About this exercise: Your response should reproduce every line of the entries that contains the word "CustomerBalance".
--- Dataset entries Enclosed Below ---
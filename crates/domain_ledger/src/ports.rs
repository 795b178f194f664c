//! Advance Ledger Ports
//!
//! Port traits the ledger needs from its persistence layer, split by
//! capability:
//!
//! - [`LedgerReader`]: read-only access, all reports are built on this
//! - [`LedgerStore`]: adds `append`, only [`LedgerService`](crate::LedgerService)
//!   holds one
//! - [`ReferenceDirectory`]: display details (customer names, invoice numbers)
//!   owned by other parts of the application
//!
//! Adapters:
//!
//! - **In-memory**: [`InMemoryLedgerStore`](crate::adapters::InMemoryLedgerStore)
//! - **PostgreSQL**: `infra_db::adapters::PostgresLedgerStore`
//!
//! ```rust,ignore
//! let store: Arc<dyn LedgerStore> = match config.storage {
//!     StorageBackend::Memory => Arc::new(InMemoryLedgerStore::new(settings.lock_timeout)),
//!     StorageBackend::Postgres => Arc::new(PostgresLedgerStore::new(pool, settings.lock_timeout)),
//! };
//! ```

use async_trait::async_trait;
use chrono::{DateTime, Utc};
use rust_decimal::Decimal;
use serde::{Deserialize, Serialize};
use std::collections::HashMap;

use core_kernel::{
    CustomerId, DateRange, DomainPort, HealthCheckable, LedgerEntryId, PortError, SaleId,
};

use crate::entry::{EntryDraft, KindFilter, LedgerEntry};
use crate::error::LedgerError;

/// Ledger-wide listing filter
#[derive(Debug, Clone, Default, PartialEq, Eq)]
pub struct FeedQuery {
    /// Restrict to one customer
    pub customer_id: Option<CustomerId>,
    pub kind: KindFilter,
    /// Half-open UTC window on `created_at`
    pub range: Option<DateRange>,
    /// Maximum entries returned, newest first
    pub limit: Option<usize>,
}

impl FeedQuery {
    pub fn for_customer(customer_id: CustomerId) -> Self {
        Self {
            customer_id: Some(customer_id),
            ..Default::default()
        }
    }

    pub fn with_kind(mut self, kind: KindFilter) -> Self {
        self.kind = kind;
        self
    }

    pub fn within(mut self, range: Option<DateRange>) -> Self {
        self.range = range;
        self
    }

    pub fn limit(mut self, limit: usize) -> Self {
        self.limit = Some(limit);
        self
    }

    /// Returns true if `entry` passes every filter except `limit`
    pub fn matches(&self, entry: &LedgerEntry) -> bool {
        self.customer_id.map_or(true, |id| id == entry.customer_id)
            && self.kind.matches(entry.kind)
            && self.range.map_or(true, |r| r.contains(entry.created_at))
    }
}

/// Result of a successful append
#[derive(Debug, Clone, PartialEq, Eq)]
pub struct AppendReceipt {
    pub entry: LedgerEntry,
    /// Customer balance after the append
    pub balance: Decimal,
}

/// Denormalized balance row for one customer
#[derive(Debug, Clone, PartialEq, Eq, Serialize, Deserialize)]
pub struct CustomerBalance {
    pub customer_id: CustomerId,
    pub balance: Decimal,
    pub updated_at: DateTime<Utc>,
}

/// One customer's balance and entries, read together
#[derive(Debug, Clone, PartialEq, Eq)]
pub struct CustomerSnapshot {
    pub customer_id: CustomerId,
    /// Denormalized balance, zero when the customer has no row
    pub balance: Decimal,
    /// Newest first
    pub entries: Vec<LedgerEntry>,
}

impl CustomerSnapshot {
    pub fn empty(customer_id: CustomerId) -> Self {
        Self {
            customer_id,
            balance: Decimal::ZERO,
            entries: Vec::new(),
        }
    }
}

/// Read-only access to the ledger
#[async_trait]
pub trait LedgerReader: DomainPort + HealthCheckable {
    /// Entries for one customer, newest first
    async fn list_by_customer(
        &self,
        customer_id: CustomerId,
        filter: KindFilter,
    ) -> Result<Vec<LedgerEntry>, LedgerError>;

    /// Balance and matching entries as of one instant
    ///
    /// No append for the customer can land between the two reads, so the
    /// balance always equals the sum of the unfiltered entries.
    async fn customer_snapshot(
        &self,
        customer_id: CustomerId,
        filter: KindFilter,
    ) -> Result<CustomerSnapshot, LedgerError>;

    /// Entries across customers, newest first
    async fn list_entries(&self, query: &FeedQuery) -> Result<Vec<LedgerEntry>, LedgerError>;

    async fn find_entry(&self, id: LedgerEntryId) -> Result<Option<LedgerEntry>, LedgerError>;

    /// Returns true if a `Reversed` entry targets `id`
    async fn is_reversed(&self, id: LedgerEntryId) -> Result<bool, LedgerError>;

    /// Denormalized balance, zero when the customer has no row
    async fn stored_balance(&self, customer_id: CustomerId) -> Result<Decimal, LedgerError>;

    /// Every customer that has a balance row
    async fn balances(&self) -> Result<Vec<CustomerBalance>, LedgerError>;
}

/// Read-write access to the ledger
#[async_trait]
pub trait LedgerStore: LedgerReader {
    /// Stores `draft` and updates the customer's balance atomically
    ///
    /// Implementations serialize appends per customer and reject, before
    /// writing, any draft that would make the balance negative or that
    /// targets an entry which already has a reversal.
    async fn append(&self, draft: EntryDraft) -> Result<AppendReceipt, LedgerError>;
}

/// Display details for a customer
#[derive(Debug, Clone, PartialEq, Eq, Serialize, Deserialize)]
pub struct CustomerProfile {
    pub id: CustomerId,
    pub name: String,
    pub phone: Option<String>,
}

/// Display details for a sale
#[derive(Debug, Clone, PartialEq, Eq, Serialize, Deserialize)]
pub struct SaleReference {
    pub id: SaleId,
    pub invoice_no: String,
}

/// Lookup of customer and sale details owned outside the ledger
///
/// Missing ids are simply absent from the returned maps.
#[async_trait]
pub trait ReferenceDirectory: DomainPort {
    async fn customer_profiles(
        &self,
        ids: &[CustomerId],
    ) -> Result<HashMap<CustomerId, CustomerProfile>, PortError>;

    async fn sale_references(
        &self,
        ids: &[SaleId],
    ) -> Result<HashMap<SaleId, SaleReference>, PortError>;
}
--- End of Enclosed Dataset entries ---
--- Dataset entries Enclosed Below ---
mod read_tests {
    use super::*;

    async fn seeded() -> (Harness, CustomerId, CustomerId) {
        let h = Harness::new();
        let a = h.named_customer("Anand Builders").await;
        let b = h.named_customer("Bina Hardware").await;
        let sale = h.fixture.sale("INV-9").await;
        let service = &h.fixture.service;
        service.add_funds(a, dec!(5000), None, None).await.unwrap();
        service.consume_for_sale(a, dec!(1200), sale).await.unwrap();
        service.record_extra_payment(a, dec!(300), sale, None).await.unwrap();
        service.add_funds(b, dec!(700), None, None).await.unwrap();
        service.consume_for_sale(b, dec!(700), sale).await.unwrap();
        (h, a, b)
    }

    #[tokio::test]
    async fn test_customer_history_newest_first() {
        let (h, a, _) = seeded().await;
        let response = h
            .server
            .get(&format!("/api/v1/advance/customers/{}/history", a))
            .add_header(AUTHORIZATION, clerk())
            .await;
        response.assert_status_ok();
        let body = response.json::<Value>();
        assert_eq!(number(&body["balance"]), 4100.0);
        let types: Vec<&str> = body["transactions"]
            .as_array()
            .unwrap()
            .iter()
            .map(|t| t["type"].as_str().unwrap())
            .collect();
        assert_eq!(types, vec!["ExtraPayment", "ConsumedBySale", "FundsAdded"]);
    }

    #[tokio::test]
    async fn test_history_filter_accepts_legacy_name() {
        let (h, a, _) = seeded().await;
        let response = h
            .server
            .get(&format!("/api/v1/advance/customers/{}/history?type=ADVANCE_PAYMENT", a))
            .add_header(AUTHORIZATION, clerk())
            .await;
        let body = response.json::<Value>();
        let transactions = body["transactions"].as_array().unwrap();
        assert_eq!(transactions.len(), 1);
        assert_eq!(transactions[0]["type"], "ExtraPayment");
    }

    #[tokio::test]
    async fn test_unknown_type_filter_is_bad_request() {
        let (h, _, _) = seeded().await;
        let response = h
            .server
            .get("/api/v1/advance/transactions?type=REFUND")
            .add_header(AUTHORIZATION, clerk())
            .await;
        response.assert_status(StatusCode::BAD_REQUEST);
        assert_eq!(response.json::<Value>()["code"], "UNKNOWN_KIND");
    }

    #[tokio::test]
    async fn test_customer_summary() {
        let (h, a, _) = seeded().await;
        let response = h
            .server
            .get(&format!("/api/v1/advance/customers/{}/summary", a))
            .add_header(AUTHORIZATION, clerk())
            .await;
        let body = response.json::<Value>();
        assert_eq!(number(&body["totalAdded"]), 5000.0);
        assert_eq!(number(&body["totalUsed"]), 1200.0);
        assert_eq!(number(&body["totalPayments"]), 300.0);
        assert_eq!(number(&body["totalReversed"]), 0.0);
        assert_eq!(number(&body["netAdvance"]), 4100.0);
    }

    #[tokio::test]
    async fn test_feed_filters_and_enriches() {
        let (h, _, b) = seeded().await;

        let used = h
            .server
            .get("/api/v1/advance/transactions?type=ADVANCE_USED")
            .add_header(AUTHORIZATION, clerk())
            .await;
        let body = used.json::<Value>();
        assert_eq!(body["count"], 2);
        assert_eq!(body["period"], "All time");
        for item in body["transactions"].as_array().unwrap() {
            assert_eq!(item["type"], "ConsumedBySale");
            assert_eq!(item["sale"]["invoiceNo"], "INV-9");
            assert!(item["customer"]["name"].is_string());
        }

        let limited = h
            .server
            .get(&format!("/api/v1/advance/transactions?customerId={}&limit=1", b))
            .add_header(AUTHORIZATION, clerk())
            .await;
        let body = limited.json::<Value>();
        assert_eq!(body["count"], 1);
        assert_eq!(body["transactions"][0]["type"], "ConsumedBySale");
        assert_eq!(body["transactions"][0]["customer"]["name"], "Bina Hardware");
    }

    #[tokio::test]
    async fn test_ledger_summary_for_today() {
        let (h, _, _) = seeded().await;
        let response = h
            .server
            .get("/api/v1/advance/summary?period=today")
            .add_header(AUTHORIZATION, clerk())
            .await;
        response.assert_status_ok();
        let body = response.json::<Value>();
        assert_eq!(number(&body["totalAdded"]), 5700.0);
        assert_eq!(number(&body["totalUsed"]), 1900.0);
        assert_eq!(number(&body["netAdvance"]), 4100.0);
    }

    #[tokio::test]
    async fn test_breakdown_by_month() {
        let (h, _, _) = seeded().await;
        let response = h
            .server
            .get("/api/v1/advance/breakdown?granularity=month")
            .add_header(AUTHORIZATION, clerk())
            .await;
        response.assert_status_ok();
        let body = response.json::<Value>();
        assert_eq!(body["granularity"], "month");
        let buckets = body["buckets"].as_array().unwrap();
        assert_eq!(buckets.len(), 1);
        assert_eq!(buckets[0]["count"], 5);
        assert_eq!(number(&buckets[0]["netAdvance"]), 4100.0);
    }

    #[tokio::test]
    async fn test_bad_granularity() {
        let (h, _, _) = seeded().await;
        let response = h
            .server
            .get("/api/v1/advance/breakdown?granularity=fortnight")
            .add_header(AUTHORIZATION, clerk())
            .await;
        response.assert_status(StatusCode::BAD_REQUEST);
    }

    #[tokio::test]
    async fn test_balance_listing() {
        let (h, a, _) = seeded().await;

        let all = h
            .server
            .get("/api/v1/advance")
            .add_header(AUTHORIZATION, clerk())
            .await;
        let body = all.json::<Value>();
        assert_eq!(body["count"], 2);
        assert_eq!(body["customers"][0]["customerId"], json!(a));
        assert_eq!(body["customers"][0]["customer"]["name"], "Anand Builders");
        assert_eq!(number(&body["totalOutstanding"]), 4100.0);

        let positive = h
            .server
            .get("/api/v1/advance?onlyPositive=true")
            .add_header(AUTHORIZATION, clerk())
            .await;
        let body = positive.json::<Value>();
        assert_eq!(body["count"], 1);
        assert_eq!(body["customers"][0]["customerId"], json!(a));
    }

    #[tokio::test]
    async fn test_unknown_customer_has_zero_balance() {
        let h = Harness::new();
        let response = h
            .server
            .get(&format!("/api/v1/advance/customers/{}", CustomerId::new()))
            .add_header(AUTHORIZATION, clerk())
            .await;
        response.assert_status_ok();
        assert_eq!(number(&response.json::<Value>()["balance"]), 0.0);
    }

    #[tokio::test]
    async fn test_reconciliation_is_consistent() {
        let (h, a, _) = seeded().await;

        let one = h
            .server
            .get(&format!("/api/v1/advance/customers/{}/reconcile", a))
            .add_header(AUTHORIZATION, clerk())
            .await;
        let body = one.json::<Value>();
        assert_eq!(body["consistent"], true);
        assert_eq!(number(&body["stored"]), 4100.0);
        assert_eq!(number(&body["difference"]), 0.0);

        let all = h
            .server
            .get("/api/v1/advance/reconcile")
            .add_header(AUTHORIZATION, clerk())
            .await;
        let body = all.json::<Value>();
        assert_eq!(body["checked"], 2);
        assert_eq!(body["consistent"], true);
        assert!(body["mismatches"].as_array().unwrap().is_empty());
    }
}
--- End of Enclosed Dataset entries ---
--- Dataset entries Enclosed Below ---
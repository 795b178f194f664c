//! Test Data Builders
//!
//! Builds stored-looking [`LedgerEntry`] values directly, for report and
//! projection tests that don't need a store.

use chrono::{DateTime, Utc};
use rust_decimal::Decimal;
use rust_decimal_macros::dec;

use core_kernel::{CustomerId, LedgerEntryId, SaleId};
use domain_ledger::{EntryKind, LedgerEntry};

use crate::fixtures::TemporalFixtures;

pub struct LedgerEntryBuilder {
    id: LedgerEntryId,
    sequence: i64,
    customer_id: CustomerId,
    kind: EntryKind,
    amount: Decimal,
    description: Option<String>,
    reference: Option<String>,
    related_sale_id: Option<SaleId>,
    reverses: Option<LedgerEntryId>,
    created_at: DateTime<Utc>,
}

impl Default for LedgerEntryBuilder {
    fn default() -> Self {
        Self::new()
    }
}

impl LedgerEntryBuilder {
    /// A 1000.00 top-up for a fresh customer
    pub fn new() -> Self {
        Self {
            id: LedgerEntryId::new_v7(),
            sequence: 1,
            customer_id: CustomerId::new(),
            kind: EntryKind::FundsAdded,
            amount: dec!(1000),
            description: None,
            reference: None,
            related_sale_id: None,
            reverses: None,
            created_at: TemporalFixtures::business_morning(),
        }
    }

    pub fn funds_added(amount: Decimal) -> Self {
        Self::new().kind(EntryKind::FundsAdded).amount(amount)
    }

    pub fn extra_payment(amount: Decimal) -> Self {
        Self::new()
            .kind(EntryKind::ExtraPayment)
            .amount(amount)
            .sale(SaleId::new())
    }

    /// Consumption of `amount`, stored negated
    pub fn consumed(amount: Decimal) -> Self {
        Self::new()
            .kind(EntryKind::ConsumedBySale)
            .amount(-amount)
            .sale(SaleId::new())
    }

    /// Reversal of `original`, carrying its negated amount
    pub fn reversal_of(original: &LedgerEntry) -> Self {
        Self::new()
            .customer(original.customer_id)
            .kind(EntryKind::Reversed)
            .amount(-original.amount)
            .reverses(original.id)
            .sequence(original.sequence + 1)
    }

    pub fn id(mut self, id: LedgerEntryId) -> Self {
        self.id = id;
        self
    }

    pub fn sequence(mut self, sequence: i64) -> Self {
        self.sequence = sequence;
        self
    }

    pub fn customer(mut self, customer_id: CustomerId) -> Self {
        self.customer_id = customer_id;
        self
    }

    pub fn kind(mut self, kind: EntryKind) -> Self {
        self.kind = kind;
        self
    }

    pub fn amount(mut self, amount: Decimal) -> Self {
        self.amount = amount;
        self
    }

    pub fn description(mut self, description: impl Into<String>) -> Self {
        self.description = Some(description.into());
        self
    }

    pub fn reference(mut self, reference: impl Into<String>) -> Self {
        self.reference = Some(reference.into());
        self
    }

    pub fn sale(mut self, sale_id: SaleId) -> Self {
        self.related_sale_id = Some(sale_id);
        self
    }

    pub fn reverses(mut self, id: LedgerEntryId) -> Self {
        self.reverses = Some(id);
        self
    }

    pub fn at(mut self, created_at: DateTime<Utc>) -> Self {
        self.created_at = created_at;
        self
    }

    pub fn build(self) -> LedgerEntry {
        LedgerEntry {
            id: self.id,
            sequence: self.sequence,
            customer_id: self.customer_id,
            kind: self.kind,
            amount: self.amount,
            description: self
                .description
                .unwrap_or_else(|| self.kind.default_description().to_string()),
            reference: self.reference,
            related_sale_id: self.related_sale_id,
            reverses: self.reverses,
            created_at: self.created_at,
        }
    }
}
--- End of Enclosed Dataset entries ---
The answer:
pub struct CustomerBalance {
    async fn balances(&self) -> Result<Vec<CustomerBalance>, LedgerError>;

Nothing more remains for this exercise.